Middleby (MIDD) Q3 Earnings Surpass Estimates, Sales Lag

DOV MIDD BRC TNC

The Middleby Corporation (MIDD - Free Report) reported better-than-expected results for the third quarter of 2019, with earnings surpassing estimates by 5.52%. This came in after the company recorded weak results — with a negative earnings surprise of 3.95% — in the second quarter of 2019. However, sales in the third quarter lagged estimates by 5.02%.

The company’s adjusted earnings in the reported quarter were $1.72 per share, surpassing the Zacks Consensus Estimate of $1.63. Also, the bottom line rose 4.2% from the year-ago quarter figure of $1.65 on benefits from acquired assets and growth in margins.

Revenue Picture

In the quarter under review, Middleby’s sales were $724 million, reflecting year-over-year growth of 1.5%. Organic revenues in the quarter declined 2.9% year over year.

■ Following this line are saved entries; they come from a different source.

use std::str::FromStr;
use std::time::Duration;

use sqlx::sqlite::{SqliteConnectOptions, SqliteJournalMode, SqlitePoolOptions};
use sqlx::SqlitePool;

use crate::error::Result;

/// Database connection pool wrapper
#[derive(Clone)]
pub struct Database {
    pool: SqlitePool,
}

impl Database {
    /// Create a new database connection
    pub async fn new(path: &str, max_connections: u32) -> Result<Self> {
        let options = SqliteConnectOptions::from_str(&format!("sqlite:{}", path))?
            .create_if_missing(true)
            .journal_mode(SqliteJournalMode::Wal)
            .busy_timeout(Duration::from_secs(10));

        let pool = SqlitePoolOptions::new()
            .max_connections(max_connections)
            .connect_with(options)
            .await?;

        Ok(Self { pool })
    }

    /// Get the connection pool
    pub fn pool(&self) -> &SqlitePool {
        &self.pool
    }

    /// Run database migrations
    pub async fn run_migrations(&self) -> Result<()> {
        // content_hash is UNIQUE: the storage layer is the final arbiter of
        // one record per fingerprint, including across processes.
        sqlx::query(
            r#"
            CREATE TABLE IF NOT EXISTS files (
                id TEXT PRIMARY KEY,
                content_hash TEXT NOT NULL UNIQUE,
                blob_key TEXT NOT NULL,
                original_filename TEXT NOT NULL,
                media_type TEXT NOT NULL,
                size_bytes INTEGER NOT NULL CHECK (size_bytes >= 0),
                reference_count INTEGER NOT NULL DEFAULT 1 CHECK (reference_count >= 1),
                created_at TEXT NOT NULL
            )
            "#,
        )
        .execute(&self.pool)
        .await?;

        // Create indexes
        sqlx::query("CREATE INDEX IF NOT EXISTS idx_files_created_at ON files(created_at)")
            .execute(&self.pool)
            .await?;
        sqlx::query("CREATE INDEX IF NOT EXISTS idx_files_media_type ON files(media_type)")
            .execute(&self.pool)
            .await?;
        sqlx::query("CREATE INDEX IF NOT EXISTS idx_files_size_bytes ON files(size_bytes)")
            .execute(&self.pool)
            .await?;

        tracing::info!("Database migrations completed");
        Ok(())
    }
}

#[cfg(test)]
pub(crate) mod test_support {
    use super::Database;

    /// Fresh migrated database in its own temp directory.
    /// The directory guard must outlive the database.
    pub async fn temp_db() -> (tempfile::TempDir, Database) {
        let dir = tempfile::tempdir().unwrap();
        let path = dir.path().join("test.db");
        let db = Database::new(path.to_str().unwrap(), 5).await.unwrap();
        db.run_migrations().await.unwrap();
        (dir, db)
    }
}

#[cfg(test)]
mod tests {
    use super::test_support::temp_db;

    #[tokio::test]
    async fn test_migrations_are_idempotent() {
        let (_dir, db) = temp_db().await;
        db.run_migrations().await.unwrap();

        let count: i64 = sqlx::query_scalar("SELECT COUNT(*) FROM files")
            .fetch_one(db.pool())
            .await
            .unwrap();
        assert_eq!(count, 0);
    }
}
//! Upload spooling.
//!
//! The upload body is consumed once: each chunk is hashed and appended to a
//! temp file in the spool directory. The blob store later copies that file
//! only when the content turns out to be new, so memory use stays at one
//! chunk regardless of upload size.
//!
//! Spool files are owned by a `TempPath` and removed when the `Spooler` or
//! `SpooledUpload` holding them is dropped, including when a request is
//! cancelled mid-upload.

use std::path::Path;
use tempfile::TempPath;
use tokio::fs;
use tokio::io::AsyncWriteExt;

use crate::error::{AppError, Result};
use crate::services::fingerprint::{ContentHash, Fingerprinter};

/// Writes an upload to disk while fingerprinting it
pub struct Spooler {
    file: fs::File,
    path: TempPath,
    fingerprinter: Fingerprinter,
    max_bytes: u64,
}

/// A fully received upload: spool file, digest and authoritative size
#[derive(Debug)]
pub struct SpooledUpload {
    pub path: TempPath,
    pub content_hash: ContentHash,
    pub size_bytes: u64,
}

impl Spooler {
    pub async fn create(spool_dir: &Path, max_bytes: u64) -> Result<Self> {
        fs::create_dir_all(spool_dir).await?;
        let (file, path) = tempfile::Builder::new()
            .prefix("upload_")
            .tempfile_in(spool_dir)
            .map_err(|e| AppError::Internal(format!("Failed to create spool file: {}", e)))?
            .into_parts();

        Ok(Self {
            file: fs::File::from_std(file),
            path,
            fingerprinter: Fingerprinter::new(),
            max_bytes,
        })
    }

    pub async fn write_chunk(&mut self, chunk: &[u8]) -> Result<()> {
        if self.fingerprinter.bytes_seen() + chunk.len() as u64 > self.max_bytes {
            return Err(AppError::Validation(format!(
                "Upload exceeds the {} byte limit",
                self.max_bytes
            )));
        }
        self.fingerprinter.update(chunk);
        self.file
            .write_all(chunk)
            .await
            .map_err(|e| AppError::Internal(format!("Failed to write spool file: {}", e)))
    }

    pub async fn finish(mut self) -> Result<SpooledUpload> {
        self.file
            .flush()
            .await
            .map_err(|e| AppError::Internal(format!("Failed to flush spool file: {}", e)))?;

        let Spooler {
            file,
            path,
            fingerprinter,
            ..
        } = self;
        drop(file);

        Ok(SpooledUpload {
            path,
            size_bytes: fingerprinter.bytes_seen(),
            content_hash: fingerprinter.finalize(),
        })
    }

    /// Drop a partially received upload
    pub fn abort(self) {
        let Spooler { file, path, .. } = self;
        drop(file);
        remove_spool_file(path);
    }
}

impl SpooledUpload {
    /// Remove the spool file once ingestion is done with it
    pub fn cleanup(self) {
        remove_spool_file(self.path);
    }
}

fn remove_spool_file(path: TempPath) {
    let spool_path = path.to_path_buf();
    if let Err(e) = path.close() {
        if e.kind() != std::io::ErrorKind::NotFound {
            tracing::error!("Failed to remove spool file {:?}: {}", spool_path, e);
        }
    }
}

#[cfg(test)]
pub(crate) mod test_support {
    use super::*;

    /// Spool an in-memory payload in one chunk
    pub async fn spool_bytes(dir: &Path, data: &[u8]) -> SpooledUpload {
        let mut spooler = Spooler::create(dir, u64::MAX).await.unwrap();
        spooler.write_chunk(data).await.unwrap();
        spooler.finish().await.unwrap()
    }
}

#[cfg(test)]
mod tests {
    use super::*;

    async fn spool_entries(dir: &Path) -> usize {
        let mut entries = fs::read_dir(dir).await.unwrap();
        let mut count = 0;
        while entries.next_entry().await.unwrap().is_some() {
            count += 1;
        }
        count
    }

    #[tokio::test]
    async fn test_spool_hashes_and_persists_chunks() {
        let dir = tempfile::tempdir().unwrap();
        let mut spooler = Spooler::create(dir.path(), 1024).await.unwrap();
        let chunks: [&[u8]; 3] = [b"This is ", b"a test ", b"file content"];
        for chunk in chunks {
            spooler.write_chunk(chunk).await.unwrap();
        }
        let upload = spooler.finish().await.unwrap();

        assert_eq!(upload.size_bytes, 27);
        assert_eq!(
            upload.content_hash,
            ContentHash::from_data(b"This is a test file content")
        );
        assert_eq!(
            tokio::fs::read(&upload.path).await.unwrap(),
            b"This is a test file content"
        );

        let path = upload.path.to_path_buf();
        assert!(path.file_name().unwrap().to_string_lossy().starts_with("upload_"));
        upload.cleanup();
        assert!(!path.exists());
    }

    #[tokio::test]
    async fn test_spool_enforces_limit() {
        let dir = tempfile::tempdir().unwrap();
        let mut spooler = Spooler::create(dir.path(), 8).await.unwrap();
        spooler.write_chunk(b"12345").await.unwrap();
        let err = spooler.write_chunk(b"6789").await.unwrap_err();
        assert!(matches!(err, AppError::Validation(_)));

        let path = spooler.path.to_path_buf();
        spooler.abort();
        assert!(!path.exists());
    }

    #[tokio::test]
    async fn test_empty_spool() {
        let dir = tempfile::tempdir().unwrap();
        let spooler = Spooler::create(dir.path(), 8).await.unwrap();
        let upload = spooler.finish().await.unwrap();
        assert_eq!(upload.size_bytes, 0);
        assert_eq!(upload.content_hash, ContentHash::from_data(b""));
        upload.cleanup();
    }

    #[tokio::test]
    async fn test_dropped_spool_files_are_removed() {
        let dir = tempfile::tempdir().unwrap();

        let mut partial = Spooler::create(dir.path(), 1024).await.unwrap();
        partial.write_chunk(b"half an upload").await.unwrap();
        let received = test_support::spool_bytes(dir.path(), b"a whole upload").await;
        assert_eq!(spool_entries(dir.path()).await, 2);

        drop(partial);
        drop(received);
        assert_eq!(spool_entries(dir.path()).await, 0);
    }
}
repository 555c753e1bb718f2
pub mod file;
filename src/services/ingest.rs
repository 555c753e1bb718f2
//! Ingestion Service
//!
//! Turns a spooled upload into a file record: validate, look up the content
//! hash, then either add a reference to the existing record or write the
//! blob and insert a new record.
//!
//! Two layers keep identical concurrent uploads from producing two records:
//! a per-hash async lock serialises ingestion within this process, and the
//! UNIQUE constraint on `content_hash` catches anything that gets past it
//! (another process on the same database). A lost insert race is resolved
//! by falling back to the increment path.

use dashmap::DashMap;
use std::sync::Arc;
use tokio::sync::{Mutex, MutexGuard};

use crate::db::Database;
use crate::error::{AppError, Result};
use crate::models::{FileRecord, NewFileRecord};
use crate::services::fingerprint::ContentHash;
use crate::services::repository::FileRepository;
use crate::services::spool::SpooledUpload;
use crate::storage::BlobStore;

/// Client-declared metadata for an upload
#[derive(Debug, Clone)]
pub struct UploadMetadata {
    pub original_filename: String,
    pub media_type: String,
    /// Advisory only; the spooled byte count is authoritative
    pub declared_size: Option<u64>,
}

/// Result of ingesting one upload
#[derive(Debug, Clone)]
pub struct IngestOutcome {
    pub record: FileRecord,
    pub duplicate: bool,
}

#[derive(Clone)]
pub struct IngestService {
    inner: Arc<IngestServiceInner>,
}

struct IngestServiceInner {
    db: Database,
    blobs: Arc<dyn BlobStore>,
    /// One lock per content hash with an ingestion in flight
    locks: DashMap<String, Arc<Mutex<()>>>,
}

impl IngestService {
    pub fn new(db: Database, blobs: Arc<dyn BlobStore>) -> Self {
        Self {
            inner: Arc::new(IngestServiceInner {
                db,
                blobs,
                locks: DashMap::new(),
            }),
        }
    }

    /// Ingest a spooled upload.
    ///
    /// Returns the new or updated record; `duplicate` is true when the
    /// content already existed. The spool file is left in place for the
    /// caller to clean up.
    pub async fn ingest(&self, upload: &SpooledUpload, meta: UploadMetadata) -> Result<IngestOutcome> {
        if upload.size_bytes == 0 {
            return Err(AppError::EmptyInput("The submitted file is empty".to_string()));
        }

        if let Some(declared) = meta.declared_size {
            if declared != upload.size_bytes {
                tracing::warn!(
                    declared_size = declared,
                    actual_size = upload.size_bytes,
                    "Declared upload size does not match received bytes"
                );
            }
        }

        let entry = self.lock_for(&upload.content_hash);
        let _guard = entry.acquire().await;
        self.ingest_locked(upload, meta).await
    }

    async fn ingest_locked(&self, upload: &SpooledUpload, meta: UploadMetadata) -> Result<IngestOutcome> {
        let db = &self.inner.db;

        match FileRepository::find_by_hash(db, upload.content_hash.as_str()).await? {
            Some(existing) => self.add_reference(existing).await,
            None => self.store_new(upload, meta).await,
        }
    }

    /// No record yet: write the blob, then insert.
    /// The record is only created once its blob is durable.
    async fn store_new(&self, upload: &SpooledUpload, meta: UploadMetadata) -> Result<IngestOutcome> {
        let db = &self.inner.db;
        let hash = &upload.content_hash;
        let blob_key = hash.blob_key();
        let size_bytes = i64::try_from(upload.size_bytes)
            .map_err(|_| AppError::Validation("Upload too large".to_string()))?;

        // A blob without a record is left behind when an earlier insert
        // failed; identical content means it can be reused as is.
        if !self.inner.blobs.exists(&blob_key).await? {
            self.inner.blobs.put_file(&blob_key, &upload.path).await?;
        }

        let new = NewFileRecord {
            content_hash: hash.as_str().to_string(),
            blob_key,
            original_filename: meta.original_filename,
            media_type: meta.media_type,
            size_bytes,
        };

        match FileRepository::insert(db, new).await {
            Ok(record) => {
                tracing::info!(
                    content_hash = %hash,
                    record_id = %record.id,
                    size_bytes = record.size_bytes,
                    "Stored new content"
                );
                Ok(IngestOutcome {
                    record,
                    duplicate: false,
                })
            }
            Err(AppError::Conflict(_)) => {
                tracing::info!(
                    content_hash = %hash,
                    "Concurrent insert won the race, adding a reference instead"
                );
                let existing = FileRepository::find_by_hash(db, hash.as_str())
                    .await?
                    .ok_or_else(|| {
                        AppError::Internal(format!("Record for {} vanished after conflict", hash))
                    })?;
                self.add_reference(existing).await
            }
            Err(e) => Err(e),
        }
    }

    async fn add_reference(&self, existing: FileRecord) -> Result<IngestOutcome> {
        let record = FileRepository::increment_reference(&self.inner.db, &existing.id).await?;

        tracing::info!(
            content_hash = %record.content_hash,
            record_id = %record.id,
            reference_count = record.reference_count,
            "Duplicate content matched"
        );

        Ok(IngestOutcome {
            record,
            duplicate: true,
        })
    }

    fn lock_for(&self, hash: &ContentHash) -> HashLock<'_> {
        let key = hash.as_str().to_string();
        let lock = self.inner.locks.entry(key.clone()).or_default().clone();
        HashLock {
            locks: &self.inner.locks,
            key,
            lock,
        }
    }
}

/// Handle on one entry of the per-hash lock map.
/// Dropping it removes the entry once nobody else holds or waits on it,
/// on every exit path including a cancelled ingestion.
struct HashLock<'a> {
    locks: &'a DashMap<String, Arc<Mutex<()>>>,
    key: String,
    lock: Arc<Mutex<()>>,
}

impl HashLock<'_> {
    async fn acquire(&self) -> MutexGuard<'_, ()> {
        self.lock.lock().await
    }
}

impl Drop for HashLock<'_> {
    fn drop(&mut self) {
        // release our handle first so the count below only sees others
        drop(std::mem::take(&mut self.lock));
        self.locks
            .remove_if(&self.key, |_, lock| Arc::strong_count(lock) == 1);
    }
}
use serde::Serialize;

use crate::models::FileRecord;

/// Bytes not re-stored because of deduplication: `size * (refs - 1)`
pub fn storage_savings(record: &FileRecord) -> i64 {
    savings_for(record.size_bytes, record.reference_count)
}

fn savings_for(size_bytes: i64, reference_count: i64) -> i64 {
    size_bytes.saturating_mul((reference_count - 1).max(0))
}

/// Store-wide deduplication totals
#[derive(Debug, Clone, PartialEq, Eq, Serialize)]
pub struct StorageSummary {
    pub total_records: i64,
    pub total_references: i64,
    /// Bytes actually held by the blob store
    pub physical_bytes: i64,
    /// Bytes clients uploaded, duplicates included
    pub logical_bytes: i64,
    pub storage_savings: i64,
}

impl StorageSummary {
    pub fn from_totals(
        total_records: i64,
        total_references: i64,
        physical_bytes: i64,
        logical_bytes: i64,
    ) -> Self {
        Self {
            total_records,
            total_references,
            physical_bytes,
            logical_bytes,
            storage_savings: logical_bytes.saturating_sub(physical_bytes),
        }
    }
}
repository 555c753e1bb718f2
use async_trait::async_trait;
use bytes::Bytes;
use std::path::{Component, Path, PathBuf};
use tokio::fs;
use tokio::io::AsyncWriteExt;
use uuid::Uuid;

use crate::error::{AppError, Result};
use crate::storage::BlobStore;

/// Local file system blob store
pub struct LocalBlobStore {
    base_path: PathBuf,
}

impl LocalBlobStore {
    pub fn new(base_path: impl Into<PathBuf>) -> Self {
        Self {
            base_path: base_path.into(),
        }
    }

    fn get_full_path(&self, key: &str) -> Result<PathBuf> {
        let relative = Path::new(key);
        let is_plain = !key.is_empty()
            && relative
                .components()
                .all(|c| matches!(c, Component::Normal(_)));
        if !is_plain {
            return Err(AppError::Storage(format!("Invalid blob key: {}", key)));
        }
        Ok(self.base_path.join(relative))
    }

    /// Sibling temp path; blobs only appear under their key via rename
    fn temp_path_for(full_path: &Path) -> PathBuf {
        let mut name = full_path
            .file_name()
            .map(|n| n.to_os_string())
            .unwrap_or_default();
        name.push(format!(".tmp-{}", Uuid::new_v4()));
        full_path.with_file_name(name)
    }

    async fn prepare_parent(full_path: &Path) -> Result<()> {
        if let Some(parent) = full_path.parent() {
            fs::create_dir_all(parent).await.map_err(|e| {
                AppError::Storage(format!("Failed to create blob directory: {}", e))
            })?;
        }
        Ok(())
    }

    async fn commit(temp_path: &Path, full_path: &Path) -> Result<()> {
        if let Err(e) = fs::rename(temp_path, full_path).await {
            let _ = fs::remove_file(temp_path).await;
            return Err(AppError::Storage(format!("Failed to commit blob: {}", e)));
        }
        Ok(())
    }
}

#[async_trait]
impl BlobStore for LocalBlobStore {
    async fn put(&self, key: &str, data: Bytes) -> Result<()> {
        let full_path = self.get_full_path(key)?;
        Self::prepare_parent(&full_path).await?;

        let temp_path = Self::temp_path_for(&full_path);
        let written = async {
            let mut file = fs::File::create(&temp_path).await?;
            file.write_all(&data).await?;
            file.sync_all().await
        }
        .await;
        if let Err(e) = written {
            let _ = fs::remove_file(&temp_path).await;
            return Err(AppError::Storage(format!("Failed to write blob: {}", e)));
        }

        Self::commit(&temp_path, &full_path).await?;
        tracing::debug!("Saved blob to {:?}", full_path);
        Ok(())
    }

    async fn put_file(&self, key: &str, local_path: &Path) -> Result<()> {
        let full_path = self.get_full_path(key)?;
        Self::prepare_parent(&full_path).await?;

        let temp_path = Self::temp_path_for(&full_path);
        if let Err(e) = fs::copy(local_path, &temp_path).await {
            let _ = fs::remove_file(&temp_path).await;
            return Err(AppError::Storage(format!("Failed to copy blob: {}", e)));
        }

        Self::commit(&temp_path, &full_path).await?;
        tracing::debug!("Copied blob from {:?} to {:?}", local_path, full_path);
        Ok(())
    }

    async fn get(&self, key: &str) -> Result<Bytes> {
        let full_path = self.get_full_path(key)?;

        let data = fs::read(&full_path).await.map_err(|e| {
            if e.kind() == std::io::ErrorKind::NotFound {
                AppError::NotFound(format!("Blob not found: {}", key))
            } else {
                AppError::Storage(format!("Failed to read blob: {}", e))
            }
        })?;

        Ok(Bytes::from(data))
    }

    async fn exists(&self, key: &str) -> Result<bool> {
        let full_path = self.get_full_path(key)?;
        fs::try_exists(&full_path)
            .await
            .map_err(|e| AppError::Storage(format!("Failed to stat blob: {}", e)))
    }

    fn storage_type(&self) -> &'static str {
        "local"
    }
}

Acquired assets grew sales by 5.8% while unfavorable movements in foreign currencies had a negative impact of 1.1%. Closure of non-core business had a negative 0.3% impact.

However, its net sales lagged the Zacks Consensus Estimate of $762 million.

The company reports net sales under three segments. A brief discussion of those segments is provided below:

Sales from Commercial Foodservice Equipment Group (representing 69.2% of the reported quarter’s net sales) were $501 million, increasing 6.2% year over year. Sales, excluding the impact of forex woes and buyouts, grew 0.5% in the quarter.

Sales from Residential Kitchen Equipment Group (representing 18.5% of the reported quarter’s net sales) totaled $133.9 million, decreasing 12.8% year over year. Sales (excluding the impact of forex woes and buyouts) in the quarter declined 9.6%.

Sales from Food Processing Equipment Group (representing 12.3% of the reported quarter’s net sales) were $89.1 million, increasing 1% year over year. Excluding the impact of forex woes and buyouts, sales decreased 9.7% year over year.

Margins in Detail

In the quarter under review, Middleby’s cost of sales rose 0.4% year over year to $454 million. It represented 62.7% of sales compared with 63.4% in the year-ago quarter. Gross profit grew 3.4% year over year to $270 million. Gross margin rose 70 basis points (bps) to 37.3%.

Selling, general and administrative expenses increased 2.2% year over year to $144.5 million. It represented 20% of sales in the reported quarter. Operating income in the quarter under review improved 12.7% year over year to $121.3 million. Operating margin rose 170 bps year over year to 16.8%.

Net interest expenses and deferred financing amortization totaled $20.8 million, up from $19.1 million in the year-ago quarter.

Balance Sheet and Cash Flow

Exiting the third quarter, Middleby had cash and cash equivalents of $87.2 million, up 6.7% from $81.7 million at the end of the last reported quarter. Long-term debt decreased 1.8% sequentially to $1,955.9 million.

In the quarter, the company generated net cash of $128.2 million from operating activities, increasing 21.6% from $105.4 million generated in the year-ago quarter.

Outlook

In the quarters ahead, Middleby anticipates gaining from the focus on product innovation, improving selling techniques, solid offerings to customers and growth markets. Also, various profitability actions will be beneficial.

For Commercial Foodservice Equipment Group, the company expects expansion in international businesses, technologically-advanced products and solutions, effective marketing initiatives, and the increasing adoption of ventless cooking equipment to be beneficial. Also, acquired assets will be boon. However, Brexit-related issues and weak spending by restaurant chains might play spoilsport.

For Residential Kitchen Equipment Group, Middleby anticipates gaining from Viking products as well as focus on product introductions and residential showrooms.

For Food Processing Equipment Group, innovation investment and product launches will likely aid its performance, while issues related to the meat processing line of operations might be concerning.